▸ What the exercise asks
Give back exactly the lines of the data below, starting with the line that has "impl FromStr for FlushStrategy" and going on through the line that has "is checked again.".
___
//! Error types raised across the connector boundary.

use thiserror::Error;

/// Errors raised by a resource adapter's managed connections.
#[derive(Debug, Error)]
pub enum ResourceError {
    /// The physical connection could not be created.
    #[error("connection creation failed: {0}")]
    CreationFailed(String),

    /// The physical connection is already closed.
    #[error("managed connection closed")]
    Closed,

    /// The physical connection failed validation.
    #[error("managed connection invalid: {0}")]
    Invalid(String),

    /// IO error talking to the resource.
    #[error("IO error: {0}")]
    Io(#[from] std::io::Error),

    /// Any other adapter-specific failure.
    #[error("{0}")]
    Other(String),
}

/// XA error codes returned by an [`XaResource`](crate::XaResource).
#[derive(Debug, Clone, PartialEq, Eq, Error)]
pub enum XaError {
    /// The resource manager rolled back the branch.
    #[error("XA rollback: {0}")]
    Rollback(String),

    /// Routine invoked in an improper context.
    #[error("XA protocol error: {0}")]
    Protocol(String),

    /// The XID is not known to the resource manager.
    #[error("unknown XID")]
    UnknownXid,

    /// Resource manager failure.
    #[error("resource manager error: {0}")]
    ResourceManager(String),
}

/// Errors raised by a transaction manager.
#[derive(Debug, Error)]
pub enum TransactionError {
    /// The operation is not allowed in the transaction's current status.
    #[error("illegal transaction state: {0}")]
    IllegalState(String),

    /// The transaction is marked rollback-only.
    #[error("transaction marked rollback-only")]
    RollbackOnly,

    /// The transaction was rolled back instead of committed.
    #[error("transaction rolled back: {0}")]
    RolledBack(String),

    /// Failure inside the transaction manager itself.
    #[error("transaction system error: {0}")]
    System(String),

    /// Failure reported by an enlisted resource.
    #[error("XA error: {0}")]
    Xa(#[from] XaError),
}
___
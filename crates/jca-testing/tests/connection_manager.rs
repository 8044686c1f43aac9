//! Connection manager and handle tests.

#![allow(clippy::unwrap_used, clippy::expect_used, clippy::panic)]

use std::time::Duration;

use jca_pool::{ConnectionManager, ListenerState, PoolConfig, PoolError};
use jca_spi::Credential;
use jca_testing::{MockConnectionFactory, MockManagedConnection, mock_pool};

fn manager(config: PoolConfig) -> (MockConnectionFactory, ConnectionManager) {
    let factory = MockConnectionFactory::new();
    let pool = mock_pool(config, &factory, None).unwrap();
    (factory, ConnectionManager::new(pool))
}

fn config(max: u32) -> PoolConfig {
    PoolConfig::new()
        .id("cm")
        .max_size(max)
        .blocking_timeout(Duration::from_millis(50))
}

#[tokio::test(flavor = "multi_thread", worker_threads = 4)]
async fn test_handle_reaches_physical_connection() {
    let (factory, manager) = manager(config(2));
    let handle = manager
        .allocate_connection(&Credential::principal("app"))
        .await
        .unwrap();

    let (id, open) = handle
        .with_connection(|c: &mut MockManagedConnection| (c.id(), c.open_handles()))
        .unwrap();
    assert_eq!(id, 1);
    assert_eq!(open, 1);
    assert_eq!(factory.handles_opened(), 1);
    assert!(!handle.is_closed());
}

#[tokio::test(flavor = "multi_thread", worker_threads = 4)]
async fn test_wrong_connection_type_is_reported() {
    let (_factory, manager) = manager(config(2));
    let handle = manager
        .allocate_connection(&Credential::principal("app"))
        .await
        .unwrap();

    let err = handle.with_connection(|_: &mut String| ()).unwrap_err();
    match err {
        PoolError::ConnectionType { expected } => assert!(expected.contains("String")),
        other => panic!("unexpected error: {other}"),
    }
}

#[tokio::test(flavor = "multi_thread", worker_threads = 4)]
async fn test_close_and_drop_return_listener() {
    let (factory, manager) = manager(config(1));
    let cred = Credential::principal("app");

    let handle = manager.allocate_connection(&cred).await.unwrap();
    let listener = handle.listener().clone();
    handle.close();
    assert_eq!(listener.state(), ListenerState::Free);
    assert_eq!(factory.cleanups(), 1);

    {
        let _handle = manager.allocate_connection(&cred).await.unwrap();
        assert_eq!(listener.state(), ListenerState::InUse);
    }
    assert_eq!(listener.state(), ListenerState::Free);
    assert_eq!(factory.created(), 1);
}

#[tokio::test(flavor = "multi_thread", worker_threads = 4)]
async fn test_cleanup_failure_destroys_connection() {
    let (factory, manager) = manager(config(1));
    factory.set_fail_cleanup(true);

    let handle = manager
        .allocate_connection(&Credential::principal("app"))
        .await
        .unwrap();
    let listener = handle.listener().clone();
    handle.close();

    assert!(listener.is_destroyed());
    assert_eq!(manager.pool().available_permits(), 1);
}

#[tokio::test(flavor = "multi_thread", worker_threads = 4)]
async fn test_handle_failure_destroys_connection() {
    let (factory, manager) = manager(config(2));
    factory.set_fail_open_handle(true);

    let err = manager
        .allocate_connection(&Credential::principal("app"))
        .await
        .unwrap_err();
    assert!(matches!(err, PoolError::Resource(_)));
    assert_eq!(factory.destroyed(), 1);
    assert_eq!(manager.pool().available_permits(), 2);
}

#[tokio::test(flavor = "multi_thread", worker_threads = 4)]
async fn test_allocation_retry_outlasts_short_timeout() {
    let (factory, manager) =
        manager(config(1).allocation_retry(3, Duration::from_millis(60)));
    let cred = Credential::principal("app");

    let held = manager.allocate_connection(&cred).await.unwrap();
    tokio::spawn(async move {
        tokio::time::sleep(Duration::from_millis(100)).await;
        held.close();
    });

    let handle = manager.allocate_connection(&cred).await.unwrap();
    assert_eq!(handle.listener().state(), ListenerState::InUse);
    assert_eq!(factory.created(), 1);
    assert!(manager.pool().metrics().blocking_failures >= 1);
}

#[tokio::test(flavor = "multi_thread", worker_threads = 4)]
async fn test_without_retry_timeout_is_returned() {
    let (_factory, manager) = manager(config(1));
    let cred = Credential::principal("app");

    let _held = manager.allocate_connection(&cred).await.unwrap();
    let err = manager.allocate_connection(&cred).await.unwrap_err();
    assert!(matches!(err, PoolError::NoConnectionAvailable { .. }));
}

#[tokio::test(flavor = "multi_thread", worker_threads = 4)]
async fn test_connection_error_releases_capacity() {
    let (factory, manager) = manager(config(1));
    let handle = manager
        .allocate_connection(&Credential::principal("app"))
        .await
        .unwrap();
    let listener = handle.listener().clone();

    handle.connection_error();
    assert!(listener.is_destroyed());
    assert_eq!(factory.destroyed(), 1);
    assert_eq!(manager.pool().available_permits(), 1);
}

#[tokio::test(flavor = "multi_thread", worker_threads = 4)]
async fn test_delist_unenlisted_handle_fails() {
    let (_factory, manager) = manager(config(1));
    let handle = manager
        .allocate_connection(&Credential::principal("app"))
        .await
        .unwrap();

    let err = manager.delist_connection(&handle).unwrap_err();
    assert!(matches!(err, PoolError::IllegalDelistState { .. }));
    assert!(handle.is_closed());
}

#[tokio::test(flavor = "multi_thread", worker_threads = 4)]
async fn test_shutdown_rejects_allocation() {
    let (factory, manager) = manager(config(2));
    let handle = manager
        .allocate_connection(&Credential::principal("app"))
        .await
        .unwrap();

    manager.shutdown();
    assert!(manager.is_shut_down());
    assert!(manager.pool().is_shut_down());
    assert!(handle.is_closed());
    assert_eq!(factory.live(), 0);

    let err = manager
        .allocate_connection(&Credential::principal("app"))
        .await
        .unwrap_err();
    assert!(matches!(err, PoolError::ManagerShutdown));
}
___
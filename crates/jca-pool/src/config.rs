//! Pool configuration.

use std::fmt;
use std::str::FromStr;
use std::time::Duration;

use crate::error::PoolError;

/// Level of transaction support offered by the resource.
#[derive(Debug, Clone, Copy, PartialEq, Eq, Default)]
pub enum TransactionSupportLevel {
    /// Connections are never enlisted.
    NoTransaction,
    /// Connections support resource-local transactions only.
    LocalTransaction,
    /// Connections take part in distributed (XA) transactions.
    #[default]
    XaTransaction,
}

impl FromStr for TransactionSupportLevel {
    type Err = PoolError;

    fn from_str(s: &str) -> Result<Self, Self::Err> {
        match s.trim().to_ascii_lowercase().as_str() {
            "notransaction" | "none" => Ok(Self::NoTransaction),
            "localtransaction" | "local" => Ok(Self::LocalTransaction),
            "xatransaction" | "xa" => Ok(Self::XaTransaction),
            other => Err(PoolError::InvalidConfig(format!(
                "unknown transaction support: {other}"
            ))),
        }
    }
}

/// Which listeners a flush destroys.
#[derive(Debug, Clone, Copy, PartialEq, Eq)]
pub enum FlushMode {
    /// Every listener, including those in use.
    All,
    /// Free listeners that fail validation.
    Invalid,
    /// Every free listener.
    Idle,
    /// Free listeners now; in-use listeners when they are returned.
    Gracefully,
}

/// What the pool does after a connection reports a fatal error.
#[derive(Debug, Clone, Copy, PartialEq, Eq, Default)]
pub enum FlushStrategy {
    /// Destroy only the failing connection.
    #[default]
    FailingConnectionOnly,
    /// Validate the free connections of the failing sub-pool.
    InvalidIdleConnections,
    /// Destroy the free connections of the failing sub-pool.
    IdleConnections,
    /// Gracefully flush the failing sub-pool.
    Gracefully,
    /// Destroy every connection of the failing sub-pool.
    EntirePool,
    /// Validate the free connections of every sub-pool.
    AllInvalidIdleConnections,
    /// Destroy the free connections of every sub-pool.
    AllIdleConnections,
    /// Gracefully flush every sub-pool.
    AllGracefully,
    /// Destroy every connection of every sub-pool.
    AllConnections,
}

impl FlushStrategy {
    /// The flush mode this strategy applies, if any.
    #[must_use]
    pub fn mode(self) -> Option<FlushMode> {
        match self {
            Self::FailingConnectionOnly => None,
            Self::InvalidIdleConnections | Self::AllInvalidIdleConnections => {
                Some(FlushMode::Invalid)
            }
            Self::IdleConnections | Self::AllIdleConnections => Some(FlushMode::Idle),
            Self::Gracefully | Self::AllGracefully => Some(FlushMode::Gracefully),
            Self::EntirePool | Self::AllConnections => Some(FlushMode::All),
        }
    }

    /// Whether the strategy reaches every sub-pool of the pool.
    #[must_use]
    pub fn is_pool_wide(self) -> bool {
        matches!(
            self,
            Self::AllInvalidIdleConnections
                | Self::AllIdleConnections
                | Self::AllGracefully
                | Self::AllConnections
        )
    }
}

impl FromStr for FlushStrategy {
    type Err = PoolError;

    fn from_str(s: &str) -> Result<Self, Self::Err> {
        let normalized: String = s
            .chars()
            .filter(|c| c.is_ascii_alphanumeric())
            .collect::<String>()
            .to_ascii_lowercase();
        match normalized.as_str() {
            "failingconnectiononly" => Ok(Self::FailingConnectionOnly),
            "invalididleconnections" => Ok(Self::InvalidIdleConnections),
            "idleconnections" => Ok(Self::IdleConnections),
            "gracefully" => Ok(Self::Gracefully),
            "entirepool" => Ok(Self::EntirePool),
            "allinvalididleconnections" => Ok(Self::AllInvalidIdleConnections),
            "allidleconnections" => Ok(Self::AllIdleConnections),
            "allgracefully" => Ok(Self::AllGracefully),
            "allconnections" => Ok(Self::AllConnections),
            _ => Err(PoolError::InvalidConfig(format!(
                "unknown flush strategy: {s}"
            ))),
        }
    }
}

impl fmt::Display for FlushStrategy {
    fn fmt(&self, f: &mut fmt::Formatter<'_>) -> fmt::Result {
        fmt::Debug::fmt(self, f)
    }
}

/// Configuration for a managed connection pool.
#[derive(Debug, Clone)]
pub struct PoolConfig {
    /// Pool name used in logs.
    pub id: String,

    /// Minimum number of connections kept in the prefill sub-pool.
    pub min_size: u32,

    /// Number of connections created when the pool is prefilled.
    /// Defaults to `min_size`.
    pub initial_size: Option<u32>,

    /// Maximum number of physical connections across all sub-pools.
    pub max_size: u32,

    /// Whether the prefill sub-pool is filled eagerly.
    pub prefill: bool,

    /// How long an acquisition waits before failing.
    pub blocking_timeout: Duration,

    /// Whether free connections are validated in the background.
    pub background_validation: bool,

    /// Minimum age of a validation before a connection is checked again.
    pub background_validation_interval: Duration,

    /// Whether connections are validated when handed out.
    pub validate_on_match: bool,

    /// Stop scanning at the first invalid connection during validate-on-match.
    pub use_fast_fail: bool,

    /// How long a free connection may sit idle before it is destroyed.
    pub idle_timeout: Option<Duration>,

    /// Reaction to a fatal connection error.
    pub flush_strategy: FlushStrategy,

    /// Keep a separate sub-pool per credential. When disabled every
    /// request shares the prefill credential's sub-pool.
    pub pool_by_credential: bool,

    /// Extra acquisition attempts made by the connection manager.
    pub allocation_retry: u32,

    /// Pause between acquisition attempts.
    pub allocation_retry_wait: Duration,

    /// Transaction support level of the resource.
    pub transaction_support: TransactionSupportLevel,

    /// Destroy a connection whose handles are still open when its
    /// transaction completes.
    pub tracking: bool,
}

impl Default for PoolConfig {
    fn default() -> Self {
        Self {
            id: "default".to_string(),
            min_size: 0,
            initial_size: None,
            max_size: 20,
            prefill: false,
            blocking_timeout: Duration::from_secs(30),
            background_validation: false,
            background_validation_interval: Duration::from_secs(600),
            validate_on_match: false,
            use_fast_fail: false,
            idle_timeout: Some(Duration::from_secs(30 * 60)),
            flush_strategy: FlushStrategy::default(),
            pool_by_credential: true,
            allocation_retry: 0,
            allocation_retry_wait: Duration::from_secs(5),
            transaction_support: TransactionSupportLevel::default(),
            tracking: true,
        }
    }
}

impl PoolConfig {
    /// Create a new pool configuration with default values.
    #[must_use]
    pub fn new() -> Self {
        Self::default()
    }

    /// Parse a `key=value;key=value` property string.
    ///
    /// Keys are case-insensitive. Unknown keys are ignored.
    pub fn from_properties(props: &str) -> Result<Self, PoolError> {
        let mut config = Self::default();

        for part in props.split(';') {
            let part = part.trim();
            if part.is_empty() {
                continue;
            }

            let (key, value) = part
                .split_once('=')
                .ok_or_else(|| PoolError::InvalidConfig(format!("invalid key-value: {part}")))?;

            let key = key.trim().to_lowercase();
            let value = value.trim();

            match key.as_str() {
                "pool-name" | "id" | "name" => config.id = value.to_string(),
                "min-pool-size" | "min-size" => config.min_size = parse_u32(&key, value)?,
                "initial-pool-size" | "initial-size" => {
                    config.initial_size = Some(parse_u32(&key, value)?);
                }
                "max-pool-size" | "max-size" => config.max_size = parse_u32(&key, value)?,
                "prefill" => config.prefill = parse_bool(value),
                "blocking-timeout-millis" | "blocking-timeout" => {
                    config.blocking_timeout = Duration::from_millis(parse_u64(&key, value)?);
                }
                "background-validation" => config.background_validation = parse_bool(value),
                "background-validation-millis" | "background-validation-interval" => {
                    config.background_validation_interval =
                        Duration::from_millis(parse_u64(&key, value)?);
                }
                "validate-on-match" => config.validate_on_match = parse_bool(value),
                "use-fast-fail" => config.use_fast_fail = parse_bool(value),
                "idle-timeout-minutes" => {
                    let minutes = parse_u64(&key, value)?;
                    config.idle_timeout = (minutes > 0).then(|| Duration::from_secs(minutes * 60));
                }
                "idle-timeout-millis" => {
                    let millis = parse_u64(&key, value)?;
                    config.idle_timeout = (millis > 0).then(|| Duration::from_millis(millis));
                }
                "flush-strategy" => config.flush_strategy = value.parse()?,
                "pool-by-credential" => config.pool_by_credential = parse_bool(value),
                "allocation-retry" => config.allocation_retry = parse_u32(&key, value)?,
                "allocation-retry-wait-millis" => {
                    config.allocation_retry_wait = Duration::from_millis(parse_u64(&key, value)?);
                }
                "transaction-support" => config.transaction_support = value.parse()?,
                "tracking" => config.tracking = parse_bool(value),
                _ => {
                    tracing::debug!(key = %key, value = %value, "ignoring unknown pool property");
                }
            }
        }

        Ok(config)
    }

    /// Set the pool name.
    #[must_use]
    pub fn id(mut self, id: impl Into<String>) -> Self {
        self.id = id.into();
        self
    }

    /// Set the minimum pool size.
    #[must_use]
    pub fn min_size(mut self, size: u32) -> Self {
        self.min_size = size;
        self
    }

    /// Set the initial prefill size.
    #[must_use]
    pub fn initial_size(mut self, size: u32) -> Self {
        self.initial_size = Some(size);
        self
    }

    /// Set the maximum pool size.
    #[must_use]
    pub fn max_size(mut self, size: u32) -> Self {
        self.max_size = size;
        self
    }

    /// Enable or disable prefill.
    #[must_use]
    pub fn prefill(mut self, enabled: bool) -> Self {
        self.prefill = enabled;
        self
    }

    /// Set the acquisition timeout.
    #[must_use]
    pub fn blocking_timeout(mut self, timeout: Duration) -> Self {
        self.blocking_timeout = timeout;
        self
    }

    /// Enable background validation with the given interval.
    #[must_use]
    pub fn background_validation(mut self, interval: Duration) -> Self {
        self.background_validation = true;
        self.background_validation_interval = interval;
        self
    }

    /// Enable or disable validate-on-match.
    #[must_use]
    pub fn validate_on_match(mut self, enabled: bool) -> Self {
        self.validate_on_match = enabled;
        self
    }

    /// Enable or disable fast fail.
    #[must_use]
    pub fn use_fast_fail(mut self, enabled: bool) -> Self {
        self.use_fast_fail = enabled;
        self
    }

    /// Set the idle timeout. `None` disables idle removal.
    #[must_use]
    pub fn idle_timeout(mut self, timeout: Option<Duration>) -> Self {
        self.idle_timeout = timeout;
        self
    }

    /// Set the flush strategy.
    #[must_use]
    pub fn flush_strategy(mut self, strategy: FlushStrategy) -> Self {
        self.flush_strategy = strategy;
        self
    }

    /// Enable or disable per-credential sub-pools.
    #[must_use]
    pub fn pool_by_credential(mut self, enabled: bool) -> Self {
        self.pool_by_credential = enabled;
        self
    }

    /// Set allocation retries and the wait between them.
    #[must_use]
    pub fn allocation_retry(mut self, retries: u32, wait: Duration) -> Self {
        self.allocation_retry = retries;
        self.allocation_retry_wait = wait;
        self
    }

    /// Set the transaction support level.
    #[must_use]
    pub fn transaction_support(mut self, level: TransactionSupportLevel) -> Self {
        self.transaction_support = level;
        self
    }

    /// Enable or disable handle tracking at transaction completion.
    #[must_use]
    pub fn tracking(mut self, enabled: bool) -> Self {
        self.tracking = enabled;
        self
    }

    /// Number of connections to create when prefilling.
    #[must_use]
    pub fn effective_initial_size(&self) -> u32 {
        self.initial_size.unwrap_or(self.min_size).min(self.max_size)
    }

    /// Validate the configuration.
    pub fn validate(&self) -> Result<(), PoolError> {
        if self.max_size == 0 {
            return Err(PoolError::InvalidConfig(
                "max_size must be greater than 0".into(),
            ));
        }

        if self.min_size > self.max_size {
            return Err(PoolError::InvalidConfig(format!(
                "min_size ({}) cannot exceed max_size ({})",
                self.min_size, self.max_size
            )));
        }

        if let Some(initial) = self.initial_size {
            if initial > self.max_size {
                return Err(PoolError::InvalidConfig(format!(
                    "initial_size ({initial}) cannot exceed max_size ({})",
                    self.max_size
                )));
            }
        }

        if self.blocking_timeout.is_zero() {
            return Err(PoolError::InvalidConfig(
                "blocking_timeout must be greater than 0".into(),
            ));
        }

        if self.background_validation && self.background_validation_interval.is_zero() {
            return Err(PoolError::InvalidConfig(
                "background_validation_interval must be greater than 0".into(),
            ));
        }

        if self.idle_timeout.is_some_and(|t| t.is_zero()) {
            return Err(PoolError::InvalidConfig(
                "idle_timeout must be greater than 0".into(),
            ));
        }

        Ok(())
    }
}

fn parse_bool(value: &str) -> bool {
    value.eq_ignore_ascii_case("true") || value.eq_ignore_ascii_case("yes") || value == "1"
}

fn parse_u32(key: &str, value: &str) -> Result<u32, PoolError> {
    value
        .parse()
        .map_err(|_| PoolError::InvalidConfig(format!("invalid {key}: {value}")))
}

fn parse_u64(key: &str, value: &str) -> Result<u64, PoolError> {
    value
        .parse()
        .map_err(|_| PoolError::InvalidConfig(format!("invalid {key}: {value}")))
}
___
▸ Answer space
impl FromStr for FlushStrategy {
    type Err = PoolError;

    fn from_str(s: &str) -> Result<Self, Self::Err> {
        let normalized: String = s
            .chars()
            .filter(|c| c.is_ascii_alphanumeric())
            .collect::<String>()
            .to_ascii_lowercase();
        match normalized.as_str() {
            "failingconnectiononly" => Ok(Self::FailingConnectionOnly),
            "invalididleconnections" => Ok(Self::InvalidIdleConnections),
            "idleconnections" => Ok(Self::IdleConnections),
            "gracefully" => Ok(Self::Gracefully),
            "entirepool" => Ok(Self::EntirePool),
            "allinvalididleconnections" => Ok(Self::AllInvalidIdleConnections),
            "allidleconnections" => Ok(Self::AllIdleConnections),
            "allgracefully" => Ok(Self::AllGracefully),
            "allconnections" => Ok(Self::AllConnections),
            _ => Err(PoolError::InvalidConfig(format!(
                "unknown flush strategy: {s}"
            ))),
        }
    }
}

impl fmt::Display for FlushStrategy {
    fn fmt(&self, f: &mut fmt::Formatter<'_>) -> fmt::Result {
        fmt::Debug::fmt(self, f)
    }
}

/// Configuration for a managed connection pool.
#[derive(Debug, Clone)]
pub struct PoolConfig {
    /// Pool name used in logs.
    pub id: String,

    /// Minimum number of connections kept in the prefill sub-pool.
    pub min_size: u32,

    /// Number of connections created when the pool is prefilled.
    /// Defaults to `min_size`.
    pub initial_size: Option<u32>,

    /// Maximum number of physical connections across all sub-pools.
    pub max_size: u32,

    /// Whether the prefill sub-pool is filled eagerly.
    pub prefill: bool,

    /// How long an acquisition waits before failing.
    pub blocking_timeout: Duration,

    /// Whether free connections are validated in the background.
    pub background_validation: bool,

    /// Minimum age of a validation before a connection is checked again.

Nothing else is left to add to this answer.